- _WHAT IS EXPECTED_
Look for the word "projected" in the entries and copy each line where it appears.

Entries taken from a collection:
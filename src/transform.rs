//! Pan/zoom view transform.
//!
//! `screen = projected * scale + translate`. Every mutation goes through a
//! [`ZoomPolicy`] so the scale can never leave `[min_scale, max_scale]`.

use serde::{Deserialize, Serialize};

use crate::error::{Error, Result};
use crate::geometry::Point;

/// Zoom limits and step factors.
#[derive(Debug, Clone, Copy, PartialEq, Serialize, Deserialize)]
#[serde(default)]
pub struct ZoomPolicy {
    /// Smallest allowed scale.
    pub min_scale: f32,
    /// Largest allowed scale.
    pub max_scale: f32,
    /// Scale multiplier for one wheel notch towards the user.
    pub wheel_in: f32,
    /// Scale multiplier for one wheel notch away from the user.
    pub wheel_out: f32,
    /// Scale multiplier for the zoom buttons.
    pub button_step: f32,
}

impl Default for ZoomPolicy {
    fn default() -> Self {
        Self {
            min_scale: 0.5,
            max_scale: 8.0,
            wheel_in: 1.1,
            wheel_out: 0.9,
            button_step: 1.5,
        }
    }
}

impl ZoomPolicy {
    /// Check that the limits are finite, positive and ordered, and that each
    /// step factor zooms in the direction its name says.
    ///
    /// # Errors
    ///
    /// [`Error::InvalidZoomPolicy`] naming the first offending field.
    pub fn validate(&self) -> Result<()> {
        let fields = [
            ("min_scale", self.min_scale),
            ("max_scale", self.max_scale),
            ("wheel_in", self.wheel_in),
            ("wheel_out", self.wheel_out),
            ("button_step", self.button_step),
        ];
        if let Some((name, value)) = fields.iter().find(|(_, v)| !v.is_finite()) {
            return Err(Error::InvalidZoomPolicy(format!("{name} is {value}")));
        }

        if self.min_scale <= 0.0 || self.min_scale > self.max_scale {
            return Err(Error::InvalidZoomPolicy(format!(
                "scale range [{}, {}] must be positive and ordered",
                self.min_scale, self.max_scale
            )));
        }
        if self.wheel_in <= 1.0 {
            return Err(Error::InvalidZoomPolicy(format!(
                "wheel_in {} must be greater than 1",
                self.wheel_in
            )));
        }
        if self.wheel_out <= 0.0 || self.wheel_out >= 1.0 {
            return Err(Error::InvalidZoomPolicy(format!(
                "wheel_out {} must be in (0, 1)",
                self.wheel_out
            )));
        }
        if self.button_step <= 1.0 {
            return Err(Error::InvalidZoomPolicy(format!(
                "button_step {} must be greater than 1",
                self.button_step
            )));
        }
        Ok(())
    }

    /// Clamp a scale into `[min_scale, max_scale]`.
    #[must_use]
    pub fn clamp(&self, scale: f32) -> f32 {
        scale.clamp(self.min_scale, self.max_scale)
    }
}

/// Affine map from projected map space to screen space.
#[derive(Debug, Clone, Copy, PartialEq, Serialize, Deserialize)]
pub struct ViewTransform {
    /// Zoom factor.
    pub scale: f32,
    /// Horizontal offset in screen pixels.
    pub translate_x: f32,
    /// Vertical offset in screen pixels.
    pub translate_y: f32,
}

impl Default for ViewTransform {
    fn default() -> Self {
        Self::IDENTITY
    }
}

impl ViewTransform {
    /// Scale 1, no translation.
    pub const IDENTITY: Self = Self::new(1.0, 0.0, 0.0);

    /// Create a transform.
    #[must_use]
    pub const fn new(scale: f32, translate_x: f32, translate_y: f32) -> Self {
        Self {
            scale,
            translate_x,
            translate_y,
        }
    }

    /// Map a projected point to the screen.
    #[must_use]
    pub fn apply(&self, projected: Point) -> Point {
        Point::new(
            projected.x * self.scale + self.translate_x,
            projected.y * self.scale + self.translate_y,
        )
    }

    /// Map a screen point back to projected map space.
    #[must_use]
    pub fn invert(&self, screen: Point) -> Point {
        Point::new(
            (screen.x - self.translate_x) / self.scale,
            (screen.y - self.translate_y) / self.scale,
        )
    }

    /// Translate by a screen-space delta.
    #[must_use]
    pub fn panned(self, dx: f32, dy: f32) -> Self {
        Self::new(self.scale, self.translate_x + dx, self.translate_y + dy)
    }

    /// Multiply the scale by `factor`, keeping the screen point `anchor` fixed.
    ///
    /// The new scale is clamped by `policy`. If clamping leaves the scale
    /// unchanged, or `factor` is not a finite positive number, the transform
    /// is returned as is.
    #[must_use]
    pub fn zoomed_at(self, anchor: Point, factor: f32, policy: &ZoomPolicy) -> Self {
        if !(factor.is_finite() && factor > 0.0) {
            return self;
        }
        let new_scale = policy.clamp(self.scale * factor);
        if new_scale == self.scale {
            return self;
        }

        let ratio = new_scale / self.scale;
        Self::new(
            new_scale,
            anchor.x - (anchor.x - self.translate_x) * ratio,
            anchor.y - (anchor.y - self.translate_y) * ratio,
        )
    }

    /// Multiply the scale by `factor` without touching the translation.
    #[must_use]
    pub fn rescaled(self, factor: f32, policy: &ZoomPolicy) -> Self {
        if !(factor.is_finite() && factor > 0.0) {
            return self;
        }
        Self::new(policy.clamp(self.scale * factor), self.translate_x, self.translate_y)
    }
}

- _PROBLEM SOLUTION_
//! `screen = projected * scale + translate`. Every mutation goes through a
/// Affine map from projected map space to screen space.
    /// Map a projected point to the screen.
    pub fn apply(&self, projected: Point) -> Point {
            projected.x * self.scale + self.translate_x,
            projected.y * self.scale + self.translate_y,
    /// Map a screen point back to projected map space.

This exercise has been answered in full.